### PROVIDED MATERIAL
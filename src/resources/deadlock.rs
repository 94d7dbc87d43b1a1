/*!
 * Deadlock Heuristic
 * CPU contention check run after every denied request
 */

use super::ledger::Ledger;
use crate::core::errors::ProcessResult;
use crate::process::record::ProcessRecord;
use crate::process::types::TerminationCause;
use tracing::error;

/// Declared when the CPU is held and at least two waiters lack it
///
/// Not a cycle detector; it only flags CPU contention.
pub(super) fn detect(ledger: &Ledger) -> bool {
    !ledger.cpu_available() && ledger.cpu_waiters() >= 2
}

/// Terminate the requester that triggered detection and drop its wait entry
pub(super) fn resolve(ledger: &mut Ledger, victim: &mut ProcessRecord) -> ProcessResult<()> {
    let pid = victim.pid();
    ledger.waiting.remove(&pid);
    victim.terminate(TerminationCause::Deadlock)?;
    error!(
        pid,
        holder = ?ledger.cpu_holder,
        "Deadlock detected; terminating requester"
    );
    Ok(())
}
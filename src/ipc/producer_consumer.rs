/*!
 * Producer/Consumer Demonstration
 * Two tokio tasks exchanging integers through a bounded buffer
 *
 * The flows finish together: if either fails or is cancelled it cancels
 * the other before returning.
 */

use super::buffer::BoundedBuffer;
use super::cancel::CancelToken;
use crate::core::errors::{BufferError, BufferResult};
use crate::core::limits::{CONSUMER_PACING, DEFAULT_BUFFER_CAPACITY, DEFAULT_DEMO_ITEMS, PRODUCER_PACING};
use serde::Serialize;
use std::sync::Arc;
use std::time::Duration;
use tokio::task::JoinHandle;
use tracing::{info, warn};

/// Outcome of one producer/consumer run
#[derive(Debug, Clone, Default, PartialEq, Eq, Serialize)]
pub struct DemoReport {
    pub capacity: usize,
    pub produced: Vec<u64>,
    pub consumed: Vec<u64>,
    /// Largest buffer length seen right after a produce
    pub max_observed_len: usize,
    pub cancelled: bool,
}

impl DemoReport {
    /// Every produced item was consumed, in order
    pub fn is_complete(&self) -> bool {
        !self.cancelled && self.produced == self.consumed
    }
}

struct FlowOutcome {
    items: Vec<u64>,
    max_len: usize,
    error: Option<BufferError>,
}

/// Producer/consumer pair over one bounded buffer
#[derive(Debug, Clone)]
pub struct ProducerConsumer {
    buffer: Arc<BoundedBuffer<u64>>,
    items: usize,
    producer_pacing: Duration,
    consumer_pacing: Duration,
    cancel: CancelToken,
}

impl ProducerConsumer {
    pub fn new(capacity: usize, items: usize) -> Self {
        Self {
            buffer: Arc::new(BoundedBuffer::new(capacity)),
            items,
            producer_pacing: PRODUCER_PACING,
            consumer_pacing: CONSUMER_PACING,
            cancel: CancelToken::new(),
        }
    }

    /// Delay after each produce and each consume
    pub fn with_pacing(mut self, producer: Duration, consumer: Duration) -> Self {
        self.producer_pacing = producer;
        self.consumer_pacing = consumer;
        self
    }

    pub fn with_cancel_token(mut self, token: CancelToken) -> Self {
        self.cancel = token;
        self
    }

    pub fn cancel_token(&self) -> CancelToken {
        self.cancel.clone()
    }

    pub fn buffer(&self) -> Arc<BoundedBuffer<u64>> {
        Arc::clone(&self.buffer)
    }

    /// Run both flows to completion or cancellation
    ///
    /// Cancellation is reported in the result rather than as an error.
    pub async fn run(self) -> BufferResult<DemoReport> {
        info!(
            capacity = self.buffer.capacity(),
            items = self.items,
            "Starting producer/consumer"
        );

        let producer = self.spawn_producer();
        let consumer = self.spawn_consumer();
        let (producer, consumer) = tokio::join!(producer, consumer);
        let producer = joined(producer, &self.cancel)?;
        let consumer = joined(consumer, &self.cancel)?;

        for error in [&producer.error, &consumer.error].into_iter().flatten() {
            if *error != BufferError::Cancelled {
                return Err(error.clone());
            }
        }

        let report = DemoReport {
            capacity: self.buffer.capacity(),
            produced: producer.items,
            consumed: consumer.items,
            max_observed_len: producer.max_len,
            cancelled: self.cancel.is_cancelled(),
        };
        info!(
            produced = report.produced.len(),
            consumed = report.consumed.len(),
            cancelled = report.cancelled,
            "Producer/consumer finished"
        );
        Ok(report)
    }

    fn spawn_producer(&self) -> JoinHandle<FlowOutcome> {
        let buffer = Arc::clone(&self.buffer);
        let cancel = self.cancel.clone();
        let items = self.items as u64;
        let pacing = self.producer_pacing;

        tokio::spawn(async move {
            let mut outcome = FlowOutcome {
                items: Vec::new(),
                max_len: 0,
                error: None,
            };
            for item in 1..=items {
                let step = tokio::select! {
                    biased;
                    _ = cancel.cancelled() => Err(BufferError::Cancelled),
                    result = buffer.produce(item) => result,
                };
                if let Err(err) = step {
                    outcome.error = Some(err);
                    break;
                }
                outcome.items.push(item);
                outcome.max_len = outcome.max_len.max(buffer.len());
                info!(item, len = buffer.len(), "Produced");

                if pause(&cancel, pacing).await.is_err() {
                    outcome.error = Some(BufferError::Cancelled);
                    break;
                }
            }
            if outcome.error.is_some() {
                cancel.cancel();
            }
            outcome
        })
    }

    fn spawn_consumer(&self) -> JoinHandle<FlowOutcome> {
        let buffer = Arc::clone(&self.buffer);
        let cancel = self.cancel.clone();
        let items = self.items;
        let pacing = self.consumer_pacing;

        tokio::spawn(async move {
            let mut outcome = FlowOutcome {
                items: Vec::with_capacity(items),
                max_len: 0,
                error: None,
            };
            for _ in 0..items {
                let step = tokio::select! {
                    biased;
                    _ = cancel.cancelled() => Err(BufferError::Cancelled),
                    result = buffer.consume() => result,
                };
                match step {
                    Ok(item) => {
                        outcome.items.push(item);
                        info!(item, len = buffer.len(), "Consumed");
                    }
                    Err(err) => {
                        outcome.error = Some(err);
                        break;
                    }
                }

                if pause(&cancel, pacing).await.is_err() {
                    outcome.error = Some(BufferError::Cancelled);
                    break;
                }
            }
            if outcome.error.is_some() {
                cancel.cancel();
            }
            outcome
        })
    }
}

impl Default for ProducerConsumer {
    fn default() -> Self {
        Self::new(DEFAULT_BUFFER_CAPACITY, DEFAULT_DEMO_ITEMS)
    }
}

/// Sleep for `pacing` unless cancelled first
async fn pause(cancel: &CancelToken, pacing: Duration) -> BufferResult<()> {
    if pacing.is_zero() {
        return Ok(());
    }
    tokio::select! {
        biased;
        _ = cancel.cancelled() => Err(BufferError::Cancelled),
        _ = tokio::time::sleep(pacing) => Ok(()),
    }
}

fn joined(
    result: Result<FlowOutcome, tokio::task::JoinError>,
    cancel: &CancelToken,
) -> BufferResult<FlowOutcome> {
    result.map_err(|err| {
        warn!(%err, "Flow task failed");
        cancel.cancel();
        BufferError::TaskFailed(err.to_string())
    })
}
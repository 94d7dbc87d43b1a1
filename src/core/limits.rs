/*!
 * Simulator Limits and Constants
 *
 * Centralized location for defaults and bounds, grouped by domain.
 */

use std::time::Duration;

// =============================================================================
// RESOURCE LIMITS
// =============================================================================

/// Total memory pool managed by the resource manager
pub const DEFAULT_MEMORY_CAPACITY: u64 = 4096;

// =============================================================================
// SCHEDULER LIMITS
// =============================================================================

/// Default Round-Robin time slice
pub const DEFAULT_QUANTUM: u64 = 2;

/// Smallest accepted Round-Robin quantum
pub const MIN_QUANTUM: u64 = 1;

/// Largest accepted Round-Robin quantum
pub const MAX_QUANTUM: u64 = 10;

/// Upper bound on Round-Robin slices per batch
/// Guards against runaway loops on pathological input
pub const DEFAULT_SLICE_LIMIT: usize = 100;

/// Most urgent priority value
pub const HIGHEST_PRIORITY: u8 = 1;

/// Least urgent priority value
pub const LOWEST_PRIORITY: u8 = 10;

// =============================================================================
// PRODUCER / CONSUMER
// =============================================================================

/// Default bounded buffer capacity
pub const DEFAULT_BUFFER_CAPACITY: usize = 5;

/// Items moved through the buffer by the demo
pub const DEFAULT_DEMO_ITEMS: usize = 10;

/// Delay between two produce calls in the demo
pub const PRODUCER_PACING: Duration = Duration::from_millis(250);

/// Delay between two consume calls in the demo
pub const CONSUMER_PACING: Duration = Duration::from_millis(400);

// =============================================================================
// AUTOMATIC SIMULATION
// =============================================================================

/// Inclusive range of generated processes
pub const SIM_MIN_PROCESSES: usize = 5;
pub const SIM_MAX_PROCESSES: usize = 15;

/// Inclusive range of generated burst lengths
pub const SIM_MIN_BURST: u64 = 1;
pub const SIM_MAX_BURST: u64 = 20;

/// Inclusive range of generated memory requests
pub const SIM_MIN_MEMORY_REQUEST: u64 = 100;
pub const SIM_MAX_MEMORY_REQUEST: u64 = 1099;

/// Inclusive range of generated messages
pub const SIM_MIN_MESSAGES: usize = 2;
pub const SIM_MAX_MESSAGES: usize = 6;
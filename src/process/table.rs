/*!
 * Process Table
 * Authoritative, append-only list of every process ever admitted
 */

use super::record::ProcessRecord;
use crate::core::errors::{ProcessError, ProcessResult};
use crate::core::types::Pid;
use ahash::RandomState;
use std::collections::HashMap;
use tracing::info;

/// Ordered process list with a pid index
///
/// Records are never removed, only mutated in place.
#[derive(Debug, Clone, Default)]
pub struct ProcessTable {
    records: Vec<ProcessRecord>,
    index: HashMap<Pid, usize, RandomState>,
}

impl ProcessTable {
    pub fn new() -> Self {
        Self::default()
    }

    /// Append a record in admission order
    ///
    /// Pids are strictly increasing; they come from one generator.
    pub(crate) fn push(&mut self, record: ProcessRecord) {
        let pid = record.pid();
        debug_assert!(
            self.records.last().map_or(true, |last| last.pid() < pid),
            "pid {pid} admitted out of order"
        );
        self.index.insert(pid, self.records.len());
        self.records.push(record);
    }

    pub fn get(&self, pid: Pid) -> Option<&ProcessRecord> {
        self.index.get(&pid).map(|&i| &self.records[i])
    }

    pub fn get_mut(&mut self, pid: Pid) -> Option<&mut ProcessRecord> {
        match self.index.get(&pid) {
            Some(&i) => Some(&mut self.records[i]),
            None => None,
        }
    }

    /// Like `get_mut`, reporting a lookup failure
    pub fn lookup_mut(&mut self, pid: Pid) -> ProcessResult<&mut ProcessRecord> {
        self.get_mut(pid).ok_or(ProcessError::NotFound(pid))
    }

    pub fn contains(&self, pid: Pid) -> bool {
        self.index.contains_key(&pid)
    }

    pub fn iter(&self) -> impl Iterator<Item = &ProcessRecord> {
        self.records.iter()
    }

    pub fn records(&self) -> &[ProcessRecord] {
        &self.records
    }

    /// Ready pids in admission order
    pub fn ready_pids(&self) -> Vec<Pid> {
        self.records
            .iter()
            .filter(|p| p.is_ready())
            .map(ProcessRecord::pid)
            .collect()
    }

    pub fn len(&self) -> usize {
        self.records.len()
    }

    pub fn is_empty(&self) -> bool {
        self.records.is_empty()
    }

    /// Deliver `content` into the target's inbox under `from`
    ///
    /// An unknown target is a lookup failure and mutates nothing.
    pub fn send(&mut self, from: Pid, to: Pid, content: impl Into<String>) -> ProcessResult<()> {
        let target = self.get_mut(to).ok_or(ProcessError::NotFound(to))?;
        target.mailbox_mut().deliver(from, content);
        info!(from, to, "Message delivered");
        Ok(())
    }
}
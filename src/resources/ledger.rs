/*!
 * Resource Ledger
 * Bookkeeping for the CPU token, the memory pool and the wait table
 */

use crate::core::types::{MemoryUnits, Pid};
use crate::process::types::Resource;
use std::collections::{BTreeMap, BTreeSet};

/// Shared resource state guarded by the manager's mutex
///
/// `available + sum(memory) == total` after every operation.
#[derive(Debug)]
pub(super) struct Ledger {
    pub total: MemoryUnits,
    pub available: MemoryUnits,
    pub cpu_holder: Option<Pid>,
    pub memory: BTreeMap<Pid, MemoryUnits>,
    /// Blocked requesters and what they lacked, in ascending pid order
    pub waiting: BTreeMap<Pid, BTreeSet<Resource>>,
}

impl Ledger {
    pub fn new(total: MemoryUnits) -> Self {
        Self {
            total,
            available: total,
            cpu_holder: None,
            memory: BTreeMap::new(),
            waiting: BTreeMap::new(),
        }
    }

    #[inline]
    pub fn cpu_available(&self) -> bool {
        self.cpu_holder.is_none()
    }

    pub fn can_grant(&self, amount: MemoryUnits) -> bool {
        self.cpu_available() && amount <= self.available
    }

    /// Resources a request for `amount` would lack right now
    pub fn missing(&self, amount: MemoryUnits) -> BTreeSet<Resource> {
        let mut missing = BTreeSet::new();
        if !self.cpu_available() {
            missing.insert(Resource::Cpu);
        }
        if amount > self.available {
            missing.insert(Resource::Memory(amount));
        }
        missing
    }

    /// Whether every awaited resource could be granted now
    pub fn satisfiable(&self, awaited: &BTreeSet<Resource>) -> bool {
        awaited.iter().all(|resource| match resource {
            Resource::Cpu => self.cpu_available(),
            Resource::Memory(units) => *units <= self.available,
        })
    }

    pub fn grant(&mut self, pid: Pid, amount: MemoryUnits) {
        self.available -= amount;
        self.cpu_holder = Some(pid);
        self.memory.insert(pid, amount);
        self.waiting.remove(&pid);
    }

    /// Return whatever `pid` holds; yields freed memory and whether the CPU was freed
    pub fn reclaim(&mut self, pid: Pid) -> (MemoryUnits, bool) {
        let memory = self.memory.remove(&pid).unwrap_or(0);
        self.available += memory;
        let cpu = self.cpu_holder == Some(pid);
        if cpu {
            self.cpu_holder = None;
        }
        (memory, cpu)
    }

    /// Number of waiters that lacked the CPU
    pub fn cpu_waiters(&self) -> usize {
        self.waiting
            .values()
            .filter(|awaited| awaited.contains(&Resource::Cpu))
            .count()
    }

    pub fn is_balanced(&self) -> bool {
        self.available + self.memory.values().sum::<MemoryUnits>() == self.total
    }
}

### TASK DESCRIPTION
Check each line of the listing above, and copy it if it contains the word "Option".

### ANSWER FOR THIS EXERCISE
    error: Option<BufferError>,
    pub fn get(&self, pid: Pid) -> Option<&ProcessRecord> {
    pub fn get_mut(&mut self, pid: Pid) -> Option<&mut ProcessRecord> {
    pub cpu_holder: Option<Pid>,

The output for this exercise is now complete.